BEGIN

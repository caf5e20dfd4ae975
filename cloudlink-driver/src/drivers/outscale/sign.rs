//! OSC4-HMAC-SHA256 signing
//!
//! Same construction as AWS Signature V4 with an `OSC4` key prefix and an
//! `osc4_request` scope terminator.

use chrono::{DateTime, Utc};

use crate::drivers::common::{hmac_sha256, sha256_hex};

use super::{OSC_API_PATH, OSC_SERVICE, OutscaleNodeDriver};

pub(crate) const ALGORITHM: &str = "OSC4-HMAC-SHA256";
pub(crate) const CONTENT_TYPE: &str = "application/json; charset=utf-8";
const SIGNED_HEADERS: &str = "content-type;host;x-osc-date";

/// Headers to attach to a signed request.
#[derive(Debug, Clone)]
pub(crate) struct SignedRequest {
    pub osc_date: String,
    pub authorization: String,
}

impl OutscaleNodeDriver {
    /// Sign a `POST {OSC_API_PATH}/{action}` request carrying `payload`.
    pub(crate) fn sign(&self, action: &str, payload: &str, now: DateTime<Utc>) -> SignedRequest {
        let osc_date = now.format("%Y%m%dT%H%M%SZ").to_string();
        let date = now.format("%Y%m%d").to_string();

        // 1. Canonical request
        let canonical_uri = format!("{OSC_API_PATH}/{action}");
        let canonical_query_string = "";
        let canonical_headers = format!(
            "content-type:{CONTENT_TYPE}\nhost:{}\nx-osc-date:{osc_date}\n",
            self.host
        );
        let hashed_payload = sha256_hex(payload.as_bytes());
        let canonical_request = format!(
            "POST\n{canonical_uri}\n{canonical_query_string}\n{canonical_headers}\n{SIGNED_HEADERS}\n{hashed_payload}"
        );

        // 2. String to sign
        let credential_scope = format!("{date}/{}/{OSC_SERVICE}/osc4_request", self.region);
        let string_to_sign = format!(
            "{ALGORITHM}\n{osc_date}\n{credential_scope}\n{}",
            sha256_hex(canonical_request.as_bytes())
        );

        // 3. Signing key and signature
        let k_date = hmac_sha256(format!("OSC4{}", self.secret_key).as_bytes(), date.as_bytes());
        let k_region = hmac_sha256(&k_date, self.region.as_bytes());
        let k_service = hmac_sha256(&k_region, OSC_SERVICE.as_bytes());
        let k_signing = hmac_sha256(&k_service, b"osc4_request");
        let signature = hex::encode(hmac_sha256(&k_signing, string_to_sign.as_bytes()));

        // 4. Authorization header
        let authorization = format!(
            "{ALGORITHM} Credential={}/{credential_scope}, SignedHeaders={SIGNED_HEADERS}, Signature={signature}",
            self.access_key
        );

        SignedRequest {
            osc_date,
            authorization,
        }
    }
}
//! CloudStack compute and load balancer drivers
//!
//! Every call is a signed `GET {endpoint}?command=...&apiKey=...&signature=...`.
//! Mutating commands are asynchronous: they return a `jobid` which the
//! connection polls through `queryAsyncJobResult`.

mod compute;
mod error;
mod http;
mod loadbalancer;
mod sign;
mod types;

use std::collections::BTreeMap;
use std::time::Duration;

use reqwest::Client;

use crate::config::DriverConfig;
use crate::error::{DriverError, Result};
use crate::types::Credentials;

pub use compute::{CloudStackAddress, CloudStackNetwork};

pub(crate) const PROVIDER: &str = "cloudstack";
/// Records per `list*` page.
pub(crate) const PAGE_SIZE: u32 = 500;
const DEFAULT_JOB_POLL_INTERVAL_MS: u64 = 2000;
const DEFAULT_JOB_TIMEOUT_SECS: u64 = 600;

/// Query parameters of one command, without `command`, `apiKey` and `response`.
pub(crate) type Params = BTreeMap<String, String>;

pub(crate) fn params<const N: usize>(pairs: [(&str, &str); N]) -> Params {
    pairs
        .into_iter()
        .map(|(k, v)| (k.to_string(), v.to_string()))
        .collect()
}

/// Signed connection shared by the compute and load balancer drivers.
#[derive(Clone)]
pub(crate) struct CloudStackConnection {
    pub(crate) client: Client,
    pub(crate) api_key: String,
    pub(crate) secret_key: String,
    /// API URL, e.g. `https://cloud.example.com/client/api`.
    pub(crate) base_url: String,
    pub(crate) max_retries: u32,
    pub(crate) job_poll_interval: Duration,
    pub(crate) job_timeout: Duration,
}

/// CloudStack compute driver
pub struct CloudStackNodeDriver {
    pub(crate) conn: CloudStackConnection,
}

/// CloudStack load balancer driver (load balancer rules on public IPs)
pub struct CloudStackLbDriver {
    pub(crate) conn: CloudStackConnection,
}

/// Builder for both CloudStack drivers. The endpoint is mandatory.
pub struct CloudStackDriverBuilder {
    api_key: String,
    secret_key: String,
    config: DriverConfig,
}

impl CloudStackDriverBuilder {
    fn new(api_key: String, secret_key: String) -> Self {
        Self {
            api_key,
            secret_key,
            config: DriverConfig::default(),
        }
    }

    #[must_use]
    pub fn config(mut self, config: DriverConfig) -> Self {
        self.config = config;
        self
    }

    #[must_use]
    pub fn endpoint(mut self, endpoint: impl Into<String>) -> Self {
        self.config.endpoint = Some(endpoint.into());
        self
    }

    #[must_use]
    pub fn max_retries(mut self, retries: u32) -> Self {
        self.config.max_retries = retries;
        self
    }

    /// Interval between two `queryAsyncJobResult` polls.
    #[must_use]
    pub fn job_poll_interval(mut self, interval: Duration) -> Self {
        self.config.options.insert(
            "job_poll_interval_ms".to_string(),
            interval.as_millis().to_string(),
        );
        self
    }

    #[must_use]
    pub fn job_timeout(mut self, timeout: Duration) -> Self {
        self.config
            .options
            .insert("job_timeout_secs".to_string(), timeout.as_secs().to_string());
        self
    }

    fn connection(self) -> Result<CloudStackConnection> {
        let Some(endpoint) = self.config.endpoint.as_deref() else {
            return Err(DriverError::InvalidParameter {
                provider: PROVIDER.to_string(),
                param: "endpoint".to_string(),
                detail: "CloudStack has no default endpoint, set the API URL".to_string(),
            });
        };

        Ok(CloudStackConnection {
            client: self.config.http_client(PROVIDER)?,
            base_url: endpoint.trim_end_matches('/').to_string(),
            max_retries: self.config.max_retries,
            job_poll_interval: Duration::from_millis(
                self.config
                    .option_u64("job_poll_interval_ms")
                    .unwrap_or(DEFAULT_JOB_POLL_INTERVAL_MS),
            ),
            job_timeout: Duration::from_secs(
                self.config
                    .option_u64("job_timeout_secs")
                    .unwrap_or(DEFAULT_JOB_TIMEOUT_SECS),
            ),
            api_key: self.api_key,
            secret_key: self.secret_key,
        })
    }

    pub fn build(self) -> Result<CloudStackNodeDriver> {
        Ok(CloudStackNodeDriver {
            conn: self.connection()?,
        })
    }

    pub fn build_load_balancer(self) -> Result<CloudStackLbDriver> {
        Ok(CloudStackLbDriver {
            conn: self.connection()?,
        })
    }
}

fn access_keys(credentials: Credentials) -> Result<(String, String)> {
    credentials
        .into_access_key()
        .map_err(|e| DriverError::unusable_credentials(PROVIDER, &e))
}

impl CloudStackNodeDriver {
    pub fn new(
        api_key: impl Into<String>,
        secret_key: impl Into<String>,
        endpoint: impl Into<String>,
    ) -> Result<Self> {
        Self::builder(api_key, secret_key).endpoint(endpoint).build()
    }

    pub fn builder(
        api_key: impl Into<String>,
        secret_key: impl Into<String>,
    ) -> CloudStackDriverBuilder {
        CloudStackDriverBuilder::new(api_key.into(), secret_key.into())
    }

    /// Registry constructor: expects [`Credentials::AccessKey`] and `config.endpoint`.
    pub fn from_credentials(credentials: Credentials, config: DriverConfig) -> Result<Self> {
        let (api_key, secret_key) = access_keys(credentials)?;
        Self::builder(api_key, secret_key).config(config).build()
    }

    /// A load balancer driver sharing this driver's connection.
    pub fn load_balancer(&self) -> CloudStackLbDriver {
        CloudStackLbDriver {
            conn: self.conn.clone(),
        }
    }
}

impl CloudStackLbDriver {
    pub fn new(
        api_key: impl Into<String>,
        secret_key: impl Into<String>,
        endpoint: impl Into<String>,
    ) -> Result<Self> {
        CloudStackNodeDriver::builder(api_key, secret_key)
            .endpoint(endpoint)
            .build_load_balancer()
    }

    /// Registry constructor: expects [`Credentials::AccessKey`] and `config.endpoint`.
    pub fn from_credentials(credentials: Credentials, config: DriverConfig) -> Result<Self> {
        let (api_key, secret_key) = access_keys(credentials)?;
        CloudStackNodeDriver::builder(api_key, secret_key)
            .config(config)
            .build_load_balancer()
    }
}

END

YOUR OBJECTIVE »
Write down how many lines of the data above contain the string "DriverError", and include nothing besides that number.

WRITTEN REPLY »
3